//! LwM2M resource path parsing, rendering and containment
//!
//! A path addresses a node in the device resource tree:
//! `/objectId[_version]/instanceId/resourceId/resourceInstanceId`, each level
//! optional but only if every shallower level is present. The optional
//! version suffix (`/19_1.1/...`) is attached to the object segment only and
//! is excluded from path equality.

use crate::error::{Lwm2mError, Result};
use crate::model::DeviceProfile;
use std::fmt;
use std::hash::{Hash, Hasher};

/// A parsed LwM2M resource path
#[derive(Debug, Clone)]
pub struct ResourcePath {
    object_id: u16,
    /// Declared object version from the `_major.minor` suffix, if present
    version: Option<String>,
    instance_id: Option<u16>,
    resource_id: Option<u16>,
    resource_instance_id: Option<u16>,
}

impl ResourcePath {
    /// Path addressing a whole object
    pub fn object(object_id: u16) -> Self {
        Self {
            object_id,
            version: None,
            instance_id: None,
            resource_id: None,
            resource_instance_id: None,
        }
    }

    /// Path addressing an object instance
    pub fn object_instance(object_id: u16, instance_id: u16) -> Self {
        let mut path = Self::object(object_id);
        path.instance_id = Some(instance_id);
        path
    }

    /// Path addressing a resource
    pub fn resource(object_id: u16, instance_id: u16, resource_id: u16) -> Self {
        let mut path = Self::object_instance(object_id, instance_id);
        path.resource_id = Some(resource_id);
        path
    }

    /// Path addressing a resource instance of a multiple resource
    pub fn resource_instance(
        object_id: u16,
        instance_id: u16,
        resource_id: u16,
        resource_instance_id: u16,
    ) -> Self {
        let mut path = Self::resource(object_id, instance_id, resource_id);
        path.resource_instance_id = Some(resource_instance_id);
        path
    }

    /// Parse a path from its wire text, with or without a leading `/`
    ///
    /// The object segment may carry a version suffix: `19_1.1`.
    pub fn parse(text: &str) -> Result<Self> {
        let trimmed = text.trim().trim_start_matches('/').trim_end_matches('/');
        if trimmed.is_empty() {
            return Err(Lwm2mError::BadRequest(format!("Invalid path: {}", text)));
        }
        let segments: Vec<&str> = trimmed.split('/').collect();
        if segments.len() > 4 {
            return Err(Lwm2mError::BadRequest(format!("Invalid path: {}", text)));
        }

        let (object_part, version) = match segments[0].split_once('_') {
            Some((id, ver)) => (id, Some(parse_version(ver, text)?)),
            None => (segments[0], None),
        };
        let object_id = parse_id(object_part, text)?;

        let mut path = Self::object(object_id);
        path.version = version;
        if let Some(seg) = segments.get(1) {
            path.instance_id = Some(parse_id(seg, text)?);
        }
        if let Some(seg) = segments.get(2) {
            path.resource_id = Some(parse_id(seg, text)?);
        }
        if let Some(seg) = segments.get(3) {
            path.resource_instance_id = Some(parse_id(seg, text)?);
        }
        Ok(path)
    }

    /// Object id of the root segment
    pub fn object_id(&self) -> u16 {
        self.object_id
    }

    /// Declared version suffix, if the wire text carried one
    pub fn version(&self) -> Option<&str> {
        self.version.as_deref()
    }

    /// Object instance id, if addressed
    pub fn instance_id(&self) -> Option<u16> {
        self.instance_id
    }

    /// Resource id, if addressed
    pub fn resource_id(&self) -> Option<u16> {
        self.resource_id
    }

    /// Resource instance id, if addressed
    pub fn resource_instance_id(&self) -> Option<u16> {
        self.resource_instance_id
    }

    /// True if the path addresses a whole object
    pub fn is_object(&self) -> bool {
        self.instance_id.is_none()
    }

    /// True if the path addresses an object instance
    pub fn is_object_instance(&self) -> bool {
        self.instance_id.is_some() && self.resource_id.is_none()
    }

    /// True if the path addresses a resource
    pub fn is_resource(&self) -> bool {
        self.resource_id.is_some() && self.resource_instance_id.is_none()
    }

    /// True if the path addresses a resource instance
    pub fn is_resource_instance(&self) -> bool {
        self.resource_instance_id.is_some()
    }

    /// The id chain, shallowest first
    pub fn ids(&self) -> Vec<u16> {
        let mut ids = vec![self.object_id];
        ids.extend(self.instance_id);
        ids.extend(self.resource_id);
        ids.extend(self.resource_instance_id);
        ids
    }

    /// Render without the version suffix: `/3/0/14`
    pub fn render(&self) -> String {
        let mut out = String::new();
        for id in self.ids() {
            out.push('/');
            out.push_str(&id.to_string());
        }
        out
    }

    /// Render keeping the version suffix: `/19_1.1/0/0`
    pub fn render_versioned(&self) -> String {
        match &self.version {
            None => self.render(),
            Some(ver) => {
                let mut out = format!("/{}_{}", self.object_id, ver);
                for id in self.ids().into_iter().skip(1) {
                    out.push('/');
                    out.push_str(&id.to_string());
                }
                out
            }
        }
    }

    /// True if `self` is a strict prefix of `other`'s id chain
    pub fn contains(&self, other: &ResourcePath) -> bool {
        let own = self.ids();
        let theirs = other.ids();
        own.len() < theirs.len() && own == theirs[..own.len()]
    }

    /// True if the two paths are equal or one contains the other
    pub fn overlaps(&self, other: &ResourcePath) -> bool {
        self == other || self.contains(other) || other.contains(self)
    }

    /// Check the declared version suffix against the device's object model
    pub fn validate_version(&self, profile: &DeviceProfile) -> Result<()> {
        let Some(declared) = &self.version else {
            return Ok(());
        };
        let Some(object) = profile.object(self.object_id) else {
            // Unsupported object errors are reported by the dispatcher.
            return Ok(());
        };
        if declared != &object.version {
            return Err(Lwm2mError::BadRequest(format!(
                "Specified resource id {} is not valid version! Must be version: {}",
                self.render_versioned(),
                object.version
            )));
        }
        Ok(())
    }
}

/// Equality over the id chain only; the version suffix never participates
impl PartialEq for ResourcePath {
    fn eq(&self, other: &Self) -> bool {
        self.object_id == other.object_id
            && self.instance_id == other.instance_id
            && self.resource_id == other.resource_id
            && self.resource_instance_id == other.resource_instance_id
    }
}

impl Eq for ResourcePath {}

impl Hash for ResourcePath {
    fn hash<H: Hasher>(&self, state: &mut H) {
        self.object_id.hash(state);
        self.instance_id.hash(state);
        self.resource_id.hash(state);
        self.resource_instance_id.hash(state);
    }
}

impl fmt::Display for ResourcePath {
    fn fmt(&self, f: &mut fmt::Formatter<'_>) -> fmt::Result {
        f.write_str(&self.render())
    }
}

impl std::str::FromStr for ResourcePath {
    type Err = Lwm2mError;

    fn from_str(s: &str) -> Result<Self> {
        Self::parse(s)
    }
}

fn parse_id(segment: &str, text: &str) -> Result<u16> {
    segment
        .parse()
        .map_err(|_| Lwm2mError::BadRequest(format!("Invalid path: {}", text)))
}

fn parse_version(ver: &str, text: &str) -> Result<String> {
    let valid = matches!(ver.split_once('.'), Some((major, minor))
        if !major.is_empty() && !minor.is_empty()
            && major.bytes().all(|b| b.is_ascii_digit())
            && minor.bytes().all(|b| b.is_ascii_digit()));
    if !valid {
        return Err(Lwm2mError::BadRequest(format!("Invalid path: {}", text)));
    }
    Ok(ver.to_string())
}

= = = =

What the task requires
Return every record above exactly, line by line.

Written response
//! LwM2M resource path parsing, rendering and containment
//!
//! A path addresses a node in the device resource tree:
//! `/objectId[_version]/instanceId/resourceId/resourceInstanceId`, each level
//! optional but only if every shallower level is present. The optional
//! version suffix (`/19_1.1/...`) is attached to the object segment only and
//! is excluded from path equality.

use crate::error::{Lwm2mError, Result};
use crate::model::DeviceProfile;
use std::fmt;
use std::hash::{Hash, Hasher};

/// A parsed LwM2M resource path
#[derive(Debug, Clone)]
pub struct ResourcePath {
    object_id: u16,
    /// Declared object version from the `_major.minor` suffix, if present
    version: Option<String>,
    instance_id: Option<u16>,
    resource_id: Option<u16>,
    resource_instance_id: Option<u16>,
}

impl ResourcePath {
    /// Path addressing a whole object
    pub fn object(object_id: u16) -> Self {
        Self {
            object_id,
            version: None,
            instance_id: None,
            resource_id: None,
            resource_instance_id: None,
        }
    }

    /// Path addressing an object instance
    pub fn object_instance(object_id: u16, instance_id: u16) -> Self {
        let mut path = Self::object(object_id);
        path.instance_id = Some(instance_id);
        path
    }

    /// Path addressing a resource
    pub fn resource(object_id: u16, instance_id: u16, resource_id: u16) -> Self {
        let mut path = Self::object_instance(object_id, instance_id);
        path.resource_id = Some(resource_id);
        path
    }

    /// Path addressing a resource instance of a multiple resource
    pub fn resource_instance(
        object_id: u16,
        instance_id: u16,
        resource_id: u16,
        resource_instance_id: u16,
    ) -> Self {
        let mut path = Self::resource(object_id, instance_id, resource_id);
        path.resource_instance_id = Some(resource_instance_id);
        path
    }

    /// Parse a path from its wire text, with or without a leading `/`
    ///
    /// The object segment may carry a version suffix: `19_1.1`.
    pub fn parse(text: &str) -> Result<Self> {
        let trimmed = text.trim().trim_start_matches('/').trim_end_matches('/');
        if trimmed.is_empty() {
            return Err(Lwm2mError::BadRequest(format!("Invalid path: {}", text)));
        }
        let segments: Vec<&str> = trimmed.split('/').collect();
        if segments.len() > 4 {
            return Err(Lwm2mError::BadRequest(format!("Invalid path: {}", text)));
        }

        let (object_part, version) = match segments[0].split_once('_') {
            Some((id, ver)) => (id, Some(parse_version(ver, text)?)),
            None => (segments[0], None),
        };
        let object_id = parse_id(object_part, text)?;

        let mut path = Self::object(object_id);
        path.version = version;
        if let Some(seg) = segments.get(1) {
            path.instance_id = Some(parse_id(seg, text)?);
        }
        if let Some(seg) = segments.get(2) {
            path.resource_id = Some(parse_id(seg, text)?);
        }
        if let Some(seg) = segments.get(3) {
            path.resource_instance_id = Some(parse_id(seg, text)?);
        }
        Ok(path)
    }

    /// Object id of the root segment
    pub fn object_id(&self) -> u16 {
        self.object_id
    }

    /// Declared version suffix, if the wire text carried one
    pub fn version(&self) -> Option<&str> {
        self.version.as_deref()
    }

    /// Object instance id, if addressed
    pub fn instance_id(&self) -> Option<u16> {
        self.instance_id
    }

    /// Resource id, if addressed
    pub fn resource_id(&self) -> Option<u16> {
        self.resource_id
    }

    /// Resource instance id, if addressed
    pub fn resource_instance_id(&self) -> Option<u16> {
        self.resource_instance_id
    }

    /// True if the path addresses a whole object
    pub fn is_object(&self) -> bool {
        self.instance_id.is_none()
    }

    /// True if the path addresses an object instance
    pub fn is_object_instance(&self) -> bool {
        self.instance_id.is_some() && self.resource_id.is_none()
    }

    /// True if the path addresses a resource
    pub fn is_resource(&self) -> bool {
        self.resource_id.is_some() && self.resource_instance_id.is_none()
    }

    /// True if the path addresses a resource instance
    pub fn is_resource_instance(&self) -> bool {
        self.resource_instance_id.is_some()
    }

    /// The id chain, shallowest first
    pub fn ids(&self) -> Vec<u16> {
        let mut ids = vec![self.object_id];
        ids.extend(self.instance_id);
        ids.extend(self.resource_id);
        ids.extend(self.resource_instance_id);
        ids
    }

    /// Render without the version suffix: `/3/0/14`
    pub fn render(&self) -> String {
        let mut out = String::new();
        for id in self.ids() {
            out.push('/');
            out.push_str(&id.to_string());
        }
        out
    }

    /// Render keeping the version suffix: `/19_1.1/0/0`
    pub fn render_versioned(&self) -> String {
        match &self.version {
            None => self.render(),
            Some(ver) => {
                let mut out = format!("/{}_{}", self.object_id, ver);
                for id in self.ids().into_iter().skip(1) {
                    out.push('/');
                    out.push_str(&id.to_string());
                }
                out
            }
        }
    }

    /// True if `self` is a strict prefix of `other`'s id chain
    pub fn contains(&self, other: &ResourcePath) -> bool {
        let own = self.ids();
        let theirs = other.ids();
        own.len() < theirs.len() && own == theirs[..own.len()]
    }

    /// True if the two paths are equal or one contains the other
    pub fn overlaps(&self, other: &ResourcePath) -> bool {
        self == other || self.contains(other) || other.contains(self)
    }

    /// Check the declared version suffix against the device's object model
    pub fn validate_version(&self, profile: &DeviceProfile) -> Result<()> {
        let Some(declared) = &self.version else {
            return Ok(());
        };
        let Some(object) = profile.object(self.object_id) else {
            // Unsupported object errors are reported by the dispatcher.
            return Ok(());
        };
        if declared != &object.version {
            return Err(Lwm2mError::BadRequest(format!(
                "Specified resource id {} is not valid version! Must be version: {}",
                self.render_versioned(),
                object.version
            )));
        }
        Ok(())
    }
}

/// Equality over the id chain only; the version suffix never participates
impl PartialEq for ResourcePath {
    fn eq(&self, other: &Self) -> bool {
        self.object_id == other.object_id
            && self.instance_id == other.instance_id
            && self.resource_id == other.resource_id
            && self.resource_instance_id == other.resource_instance_id
    }
}

impl Eq for ResourcePath {}

impl Hash for ResourcePath {
    fn hash<H: Hasher>(&self, state: &mut H) {
        self.object_id.hash(state);
        self.instance_id.hash(state);
        self.resource_id.hash(state);
        self.resource_instance_id.hash(state);
    }
}

impl fmt::Display for ResourcePath {
    fn fmt(&self, f: &mut fmt::Formatter<'_>) -> fmt::Result {
        f.write_str(&self.render())
    }
}

impl std::str::FromStr for ResourcePath {
    type Err = Lwm2mError;

    fn from_str(s: &str) -> Result<Self> {
        Self::parse(s)
    }
}

fn parse_id(segment: &str, text: &str) -> Result<u16> {
    segment
        .parse()
        .map_err(|_| Lwm2mError::BadRequest(format!("Invalid path: {}", text)))
}

fn parse_version(ver: &str, text: &str) -> Result<String> {
    let valid = matches!(ver.split_once('.'), Some((major, minor))
        if !major.is_empty() && !minor.is_empty()
            && major.bytes().all(|b| b.is_ascii_digit())
            && minor.bytes().all(|b| b.is_ascii_digit()));
    if !valid {
        return Err(Lwm2mError::BadRequest(format!("Invalid path: {}", text)));
    }
    Ok(ver.to_string())
}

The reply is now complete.